* _What needs to be done_:
The answer should consist of every line in the material below that has the word "secrecy".

* _Data for this exercise_:
_ _ _
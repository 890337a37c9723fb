//! Address service.
//!
//! Validates input, performs the transactional write through
//! [`AddressRepository`], and after commit publishes an [`AddressEvent`] so
//! that listeners (the order coordinator) can react.

use serde::Serialize;
use sqlx::PgPool;
use tracing::{info, instrument};

use orderdesk_core::{AddressId, OrderId, UserId};

use super::ServiceError;
use super::events::{AddressEvent, AddressEventBus, AddressEventKind};
use crate::db::{AddressRepository, RepositoryError};
use crate::models::{Address, AddressFields};

/// Outcome of a committed address write.
#[derive(Debug, Clone, Serialize)]
pub struct SavedAddress {
    pub address: Address,
    /// Orders moved from `pending` to `processing` as a consequence.
    pub advanced_orders: Vec<OrderId>,
}

/// Address service.
#[derive(Debug, Clone)]
pub struct AddressService {
    pool: PgPool,
    events: AddressEventBus,
}

impl AddressService {
    /// Create a new address service publishing to `events`.
    #[must_use]
    pub const fn new(pool: PgPool, events: AddressEventBus) -> Self {
        Self { pool, events }
    }

    /// List addresses ordered by ID.
    ///
    /// # Errors
    ///
    /// Returns a repository error if the query fails.
    pub async fn list(&self, limit: i64) -> Result<Vec<Address>, ServiceError> {
        Ok(AddressRepository::new(&self.pool).list(limit).await?)
    }

    /// Get an address by ID.
    ///
    /// # Errors
    ///
    /// Returns `RepositoryError::NotFound` (wrapped) if it doesn't exist.
    pub async fn get(&self, id: AddressId) -> Result<Address, ServiceError> {
        AddressRepository::new(&self.pool)
            .get(id)
            .await?
            .ok_or(ServiceError::Repository(RepositoryError::NotFound("address")))
    }

    /// List a user's addresses, default first.
    ///
    /// # Errors
    ///
    /// Returns `ServiceError::Validation` for an unassigned user ID.
    pub async fn list_by_user(&self, user_id: UserId) -> Result<Vec<Address>, ServiceError> {
        require_user(user_id)?;
        Ok(AddressRepository::new(&self.pool).list_by_user(user_id).await?)
    }

    /// Create an address and advance the user's pending orders.
    ///
    /// # Errors
    ///
    /// Returns `ServiceError::Validation` for missing fields.
    /// Returns `RepositoryError::NotFound` (wrapped) if the user doesn't exist.
    /// Returns `ServiceError::Cascade` if the address was saved but the
    /// order update failed.
    #[instrument(skip(self, fields))]
    pub async fn create(
        &self,
        user_id: UserId,
        fields: &AddressFields,
    ) -> Result<SavedAddress, ServiceError> {
        validate(user_id, fields)?;

        let address = AddressRepository::new(&self.pool).create(user_id, fields).await?;
        info!(address_id = %address.id, %user_id, is_default = address.is_default, "Created address");

        self.publish(AddressEventKind::Created, address).await
    }

    /// Update an address owned by `user_id` and advance the user's pending orders.
    ///
    /// # Errors
    ///
    /// Returns `ServiceError::Validation` for missing fields or an unassigned ID.
    /// Returns `RepositoryError::NotFound` (wrapped) if no address matches.
    /// Returns `ServiceError::Cascade` if the address was saved but the
    /// order update failed.
    #[instrument(skip(self, fields))]
    pub async fn update(
        &self,
        id: AddressId,
        user_id: UserId,
        fields: &AddressFields,
    ) -> Result<SavedAddress, ServiceError> {
        if !id.is_assigned() {
            return Err(ServiceError::validation("id is required"));
        }
        validate(user_id, fields)?;

        let address = AddressRepository::new(&self.pool)
            .update(id, user_id, fields)
            .await?;
        info!(address_id = %address.id, %user_id, is_default = address.is_default, "Updated address");

        self.publish(AddressEventKind::Updated, address).await
    }

    /// Delete an address owned by `user_id`.
    ///
    /// # Errors
    ///
    /// Returns `RepositoryError::AddressInUse` (wrapped) if an order references it.
    /// Returns `RepositoryError::NotFound` (wrapped) if no address matches.
    #[instrument(skip(self))]
    pub async fn delete(&self, id: AddressId, user_id: UserId) -> Result<(), ServiceError> {
        if !id.is_assigned() {
            return Err(ServiceError::validation("id is required"));
        }
        require_user(user_id)?;

        AddressRepository::new(&self.pool).delete(id, user_id).await?;
        info!(address_id = %id, %user_id, "Deleted address");

        Ok(())
    }

    async fn publish(
        &self,
        kind: AddressEventKind,
        address: Address,
    ) -> Result<SavedAddress, ServiceError> {
        let event = AddressEvent {
            kind,
            address_id: address.id,
            user_id: address.user_id,
        };
        let advanced_orders = self.events.publish(&event).await?;

        Ok(SavedAddress {
            address,
            advanced_orders,
        })
    }
}

fn require_user(user_id: UserId) -> Result<(), ServiceError> {
    if user_id.is_assigned() {
        Ok(())
    } else {
        Err(ServiceError::validation("user_id is required"))
    }
}

fn validate(user_id: UserId, fields: &AddressFields) -> Result<(), ServiceError> {
    require_user(user_id)?;
    match fields.first_missing() {
        Some(field) => Err(ServiceError::validation(format!("{field} is required"))),
        None => Ok(()),
    }
}
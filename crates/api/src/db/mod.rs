//! Database operations for the order store `PostgreSQL`.
//!
//! # Database: `orderdesk`
//!
//! ## Tables
//!
//! - `users` - Owners of addresses and orders
//! - `roles` - Named roles with a description
//! - `products` - Catalog; the source of unit prices at order time
//! - `addresses` - Shipping addresses, at most one default per user
//! - `orders` - Orders with computed total, status, optional address
//! - `order_items` - Line items with snapshotted unit prices
//!
//! # Transactions
//!
//! Every multi-statement operation runs in a single `sqlx::Transaction`.
//! Returning early with `?` drops the transaction, which rolls it back, so no
//! operation here ever commits partially.
//!
//! # Migrations
//!
//! Migrations are stored in `crates/api/migrations/` and run via:
//! ```bash
//! cargo run -p orderdesk-cli -- migrate
//! ```

pub mod addresses;
pub mod orders;
pub mod pricing;
pub mod products;
pub mod roles;
pub mod users;

use std::time::Duration;

use secrecy::ExposeSecret;
use sqlx::PgPool;
use sqlx::postgres::PgPoolOptions;
use thiserror::Error;

use orderdesk_core::ProductId;
use rust_decimal::Decimal;

pub use addresses::AddressRepository;
pub use orders::OrderRepository;
pub use pricing::UnknownProductPolicy;
pub use products::ProductRepository;
pub use roles::RoleRepository;
pub use users::UserRepository;

/// Errors that can occur during repository operations.
#[derive(Debug, Error)]
pub enum RepositoryError {
    /// Database error from sqlx.
    #[error("database error: {0}")]
    Database(#[from] sqlx::Error),

    /// Data in the database is corrupted or invalid.
    #[error("data corruption: {0}")]
    DataCorruption(String),

    /// Requested entity was not found.
    #[error("{0} not found")]
    NotFound(&'static str),

    /// An order line references a product that does not exist.
    #[error("unknown product: {0}")]
    UnknownProduct(ProductId),

    /// The address is still referenced by at least one order.
    #[error("address is in use by one or more orders")]
    AddressInUse,

    /// A computed order total does not fit the stored money columns.
    #[error("order total {0} exceeds the largest storable amount")]
    AmountOutOfRange(Decimal),

    /// Constraint violation (e.g., unique email).
    #[error("constraint violation: {0}")]
    Conflict(String),
}

impl RepositoryError {
    /// Map a unique-constraint violation to `Conflict`, anything else to `Database`.
    pub(crate) fn from_unique_violation(err: sqlx::Error, what: &str) -> Self {
        if let sqlx::Error::Database(ref db_err) = err
            && db_err.is_unique_violation()
        {
            return Self::Conflict(format!("{what} already exists"));
        }
        Self::Database(err)
    }

    /// Map a foreign-key violation to `Conflict`, anything else to `Database`.
    pub(crate) fn from_foreign_key_violation(err: sqlx::Error, message: &str) -> Self {
        if let sqlx::Error::Database(ref db_err) = err
            && db_err.is_foreign_key_violation()
        {
            return Self::Conflict(message.to_owned());
        }
        Self::Database(err)
    }
}

/// Create a `PostgreSQL` connection pool with sensible defaults.
///
/// # Arguments
///
/// * `database_url` - `PostgreSQL` connection string (wrapped in `SecretString`)
///
/// # Errors
///
/// Returns `sqlx::Error` if the connection cannot be established.
pub async fn create_pool(database_url: &secrecy::SecretString) -> Result<PgPool, sqlx::Error> {
    PgPoolOptions::new()
        .max_connections(10)
        .min_connections(2)
        .acquire_timeout(Duration::from_secs(10))
        .connect(database_url.expose_secret())
        .await
}
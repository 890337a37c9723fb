//! HTTP middleware stack for the API.
//!
//! # Middleware Order (bottom to top in Router)
//!
//! 1. Sentry layers (hub per request, HTTP transaction)
//! 2. `TraceLayer` (request span)
//! 3. Request ID (tag span, Sentry scope and response)

pub mod request_id;

pub use request_id::{REQUEST_ID_HEADER, request_id_middleware};
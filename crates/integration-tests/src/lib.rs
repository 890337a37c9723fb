//! Integration tests for OrderDesk.
//!
//! # Running Tests
//!
//! ```bash
//! # Point at a scratch database (migrations are applied automatically)
//! export ORDERDESK_TEST_DATABASE_URL=postgres://localhost/orderdesk_test
//!
//! # Database tests
//! cargo test -p orderdesk-integration-tests -- --ignored
//!
//! # HTTP tests additionally need a running server
//! export ORDERDESK_API_BASE_URL=http://localhost:8080
//! ```
//!
//! Every test creates its own users and products with unique names, so tests
//! can run in parallel against one database and never depend on seed data.

#![allow(clippy::expect_used, clippy::missing_panics_doc)]

use std::sync::Arc;

use rust_decimal::Decimal;
use secrecy::SecretString;
use sqlx::PgPool;
use uuid::Uuid;

use orderdesk_api::db::{self, ProductRepository, UnknownProductPolicy, UserRepository};
use orderdesk_api::models::{AddressFields, NewOrderItem, Product, User};
use orderdesk_api::services::{
    AddressEventBus, AddressService, OrderAddressCoordinator, OrderService, RoleService,
    UserService,
};
use orderdesk_core::{OrderStatus, ProductId};

/// Environment variable naming the test database.
pub const TEST_DATABASE_URL: &str = "ORDERDESK_TEST_DATABASE_URL";

/// Shared handles for one test.
pub struct TestContext {
    pub pool: PgPool,
}

impl TestContext {
    /// Connect to the test database and bring its schema up to date.
    pub async fn new() -> Self {
        let url = std::env::var(TEST_DATABASE_URL)
            .unwrap_or_else(|_| panic!("{TEST_DATABASE_URL} must be set for integration tests"));
        let pool = db::create_pool(&SecretString::from(url))
            .await
            .expect("Failed to connect to test database");

        sqlx::migrate!("../api/migrations")
            .run(&pool)
            .await
            .expect("Failed to run migrations");

        Self { pool }
    }

    /// Address service wired to the order coordinator, as the server does it.
    #[must_use]
    pub fn address_service(&self) -> AddressService {
        let coordinator = OrderAddressCoordinator::new(self.pool.clone());
        let events = AddressEventBus::new().with_listener(Arc::new(coordinator));
        AddressService::new(self.pool.clone(), events)
    }

    #[must_use]
    pub fn order_service(&self) -> OrderService {
        self.order_service_with(UnknownProductPolicy::Reject)
    }

    #[must_use]
    pub fn order_service_with(&self, policy: UnknownProductPolicy) -> OrderService {
        OrderService::new(self.pool.clone(), policy)
    }

    #[must_use]
    pub fn coordinator(&self) -> OrderAddressCoordinator {
        OrderAddressCoordinator::new(self.pool.clone())
    }

    #[must_use]
    pub fn user_service(&self) -> UserService {
        UserService::new(self.pool.clone())
    }

    #[must_use]
    pub fn role_service(&self) -> RoleService {
        RoleService::new(self.pool.clone())
    }

    /// A unique email address for a test user.
    #[must_use]
    pub fn unique_email() -> String {
        format!("it-{}@example.test", Uuid::new_v4())
    }

    /// Create a user with a unique email.
    pub async fn create_user(&self) -> User {
        UserRepository::new(&self.pool)
            .create(&Self::unique_email())
            .await
            .expect("Failed to create test user")
    }

    /// Create an active product with a unique name at `price`.
    pub async fn create_product(&self, price: Decimal) -> Product {
        ProductRepository::new(&self.pool)
            .create(&format!("it-product-{}", Uuid::new_v4()), "active", price)
            .await
            .expect("Failed to create test product")
    }

    /// A product ID guaranteed not to exist.
    pub async fn missing_product_id(&self) -> ProductId {
        let max: Option<i32> = sqlx::query_scalar("SELECT MAX(id) FROM products")
            .fetch_one(&self.pool)
            .await
            .expect("Failed to read max product id");
        ProductId::new(max.unwrap_or(0) + 1_000_000)
    }

    /// Current stored status of an order.
    pub async fn order_status(&self, id: orderdesk_core::OrderId) -> OrderStatus {
        let raw: String = sqlx::query_scalar("SELECT status FROM orders WHERE id = $1")
            .bind(id)
            .fetch_one(&self.pool)
            .await
            .expect("Order should exist");
        raw.parse().expect("Stored status should be valid")
    }

    /// Number of orders and order items belonging to a user.
    pub async fn order_row_counts(&self, user: &User) -> (i64, i64) {
        let orders: i64 = sqlx::query_scalar("SELECT COUNT(*) FROM orders WHERE user_id = $1")
            .bind(user.id)
            .fetch_one(&self.pool)
            .await
            .expect("Failed to count orders");
        let items: i64 = sqlx::query_scalar(
            r"
            SELECT COUNT(*) FROM order_items oi
            JOIN orders o ON o.id = oi.order_id
            WHERE o.user_id = $1
            ",
        )
        .bind(user.id)
        .fetch_one(&self.pool)
        .await
        .expect("Failed to count order items");
        (orders, items)
    }

    /// Number of default addresses a user has.
    pub async fn default_address_count(&self, user: &User) -> i64 {
        sqlx::query_scalar("SELECT COUNT(*) FROM addresses WHERE user_id = $1 AND is_default")
            .bind(user.id)
            .fetch_one(&self.pool)
            .await
            .expect("Failed to count default addresses")
    }
}

/// Complete address fields with a distinguishing street line.
#[must_use]
pub fn address_fields(street: &str, is_default: bool) -> AddressFields {
    AddressFields {
        street_line1: street.to_owned(),
        street_line2: String::new(),
        city: "Springfield".to_owned(),
        state: "IL".to_owned(),
        postal_code: "62701".to_owned(),
        country: "USA".to_owned(),
        is_default,
    }
}

/// One order line.
#[must_use]
pub const fn line(product_id: ProductId, quantity: i32) -> NewOrderItem {
    NewOrderItem {
        product_id,
        quantity,
    }
}

/// Money from cents.
#[must_use]
pub fn cents(amount: i64) -> Decimal {
    Decimal::new(amount, 2)
}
_ _ _
* _Exercise response_:
use secrecy::ExposeSecret;
pub async fn create_pool(database_url: &secrecy::SecretString) -> Result<PgPool, sqlx::Error> {
use secrecy::SecretString;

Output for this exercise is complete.